[Stored data]
-=-=-
//! Inline emphasis runs
//!
//! Renderers that support emphasis expand `**bold**` and `` `code` `` spans
//! of a line's content into these runs. They never feed back into line
//! classification.

use serde::{Deserialize, Serialize};

/// Inline-level content element
#[derive(Debug, Clone, PartialEq, Eq, Serialize, Deserialize)]
#[serde(rename_all = "snake_case")]
pub enum Inline {
    /// Plain text content
    Text(String),
    /// Formatted text with its markers removed
    Format(FormatType, String),
}

/// Text formatting types
#[derive(Debug, Clone, Copy, PartialEq, Eq, Serialize, Deserialize)]
#[serde(rename_all = "snake_case")]
pub enum FormatType {
    /// Strong/bold text, written `**...**`
    Bold,
    /// Inline code, written between single backticks
    Monospace,
}

impl Inline {
    /// The visible text of this run
    pub fn text(&self) -> &str {
        match self {
            Self::Text(text) | Self::Format(_, text) => text,
        }
    }

    pub fn is_bold(&self) -> bool {
        matches!(self, Self::Format(FormatType::Bold, _))
    }

    pub fn is_monospace(&self) -> bool {
        matches!(self, Self::Format(FormatType::Monospace, _))
    }
}

/// Concatenate the visible text of a run sequence
pub fn plain_text(inlines: &[Inline]) -> String {
    inlines.iter().map(Inline::text).collect()
}
#[cfg(test)]
mod tests {
    use super::*;
    use mission_ast::FormatType;

    fn render(sections: &[Section]) -> Vec<Card> {
        let styles = StyleTable::default();
        let palette = Palette::default();
        ScreenRenderer::new(&styles, &palette).render(sections)
    }

    #[test]
    fn test_default_mode_items() {
        let cards = render(&[Section::new(
            "Objectives",
            "- **Explain** photosynthesis\n3. Draw\n\nWrap up",
        )]);
        let items = &cards[0].items;
        assert_eq!(
            items[0],
            CardItem::ListItem {
                inlines: vec![
                    Inline::Format(FormatType::Bold, "Explain".to_string()),
                    Inline::Text(" photosynthesis".to_string()),
                ]
            }
        );
        assert!(matches!(items[1], CardItem::Numbered { ordinal: 3, .. }));
        assert_eq!(items[2], CardItem::Spacer);
        assert!(matches!(items[3], CardItem::Paragraph { .. }));
        assert_eq!(cards[0].accent, "blue");
    }

    #[test]
    fn test_outline_mode_rows() {
        let cards = render(&[Section::new(
            "Lesson Outline",
            "**5 min**: Hook\n- Pair share\n1. Recap",
        )]);
        let items = &cards[0].items;
        assert_eq!(cards[0].mode, DisplayMode::Outline);
        assert!(matches!(&items[0], CardItem::TimelineRow { marker, .. } if marker == "5 min"));
        assert!(matches!(&items[1], CardItem::TimelineRow { marker, .. } if marker == BULLET_MARKER));
        assert!(matches!(&items[2], CardItem::Paragraph { .. }));
    }

    #[test]
    fn test_checklist_mode_items() {
        let cards = render(&[Section::new(
            "Materials Needed",
            "- Scissors\n2. Glue\n**10 min**: setup\nNote",
        )]);
        let items = &cards[0].items;
        assert!(matches!(&items[0], CardItem::ChecklistItem { id, label, .. } if id == "s0-i0" && label == "Scissors"));
        assert!(matches!(&items[1], CardItem::ChecklistItem { label, .. } if label == "2. Glue"));
        match &items[2] {
            CardItem::Paragraph { inlines } => {
                assert_eq!(inlines[0], Inline::Format(FormatType::Bold, "10 min".to_string()));
            }
            other => panic!("expected paragraph, got {:?}", other),
        }
        assert_eq!(items.len(), 4);
    }

    #[test]
    fn test_placeholder() {
        let styles = StyleTable::default();
        let palette = Palette::default();
        let cards = ScreenRenderer::new(&styles, &palette)
            .with_placeholder("Nothing here")
            .render(&[Section::new("Empty", "")]);
        assert_eq!(
            cards[0].items,
            vec![CardItem::Placeholder {
                text: "Nothing here".to_string()
            }]
        );
        assert_eq!(cards[0].kinds(), vec![Emitted::Placeholder]);
    }

    #[test]
    fn test_checklist_state_is_separate() {
        let cards = render(&[Section::new("Materials", "- a\n- b")]);
        let before = cards.clone();
        let mut state = ChecklistState::new();
        assert!(state.toggle("s0-i1"));
        assert!(state.is_checked("s0-i1"));
        assert!(!state.toggle("s0-i1"));
        assert_eq!(state.checked_count(), 0);
        assert_eq!(cards, before);
    }

    #[test]
    fn test_html_output() {
        let cards = render(&[
            Section::new("Materials", "- <glue>\n- tape"),
            Section::new("Steps", "1. Cut\n2. Paste"),
        ]);
        let mut page = ScreenPage::new(Some(PlanMeta::with_title("Crafts")), cards);
        page.checklist.toggle("s0-i0");
        let html = page.to_html();

        assert!(html.contains("<title>Crafts</title>"));
        assert!(html.contains("&lt;glue&gt;"));
        assert!(html.contains("data-item=\"s0-i0\" checked"));
        assert!(html.contains("<ol>\n<li value=\"1\">Cut</li>"));
        assert!(html.contains("<dt>Duration</dt><dd>Not specified</dd>"));
    }

    #[test]
    fn test_html_no_content() {
        let page = ScreenPage::new(None, Vec::new());
        assert!(page.to_html().contains("No content"));
    }

    #[test]
    fn test_card_json() {
        let cards = render(&[Section::new("Outline", "**5 min**: Hook")]);
        let json = serde_json::to_value(&cards).unwrap();
        assert_eq!(json[0]["mode"], "outline");
        assert_eq!(json[0]["items"][0]["type"], "timeline_row");
        assert_eq!(json[0]["items"][0]["marker"], "5 min");
    }
}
-=-=-
Starting from the records above, copy each line where the string "before" is found.

        let before = cards.clone();
        assert_eq!(cards, before);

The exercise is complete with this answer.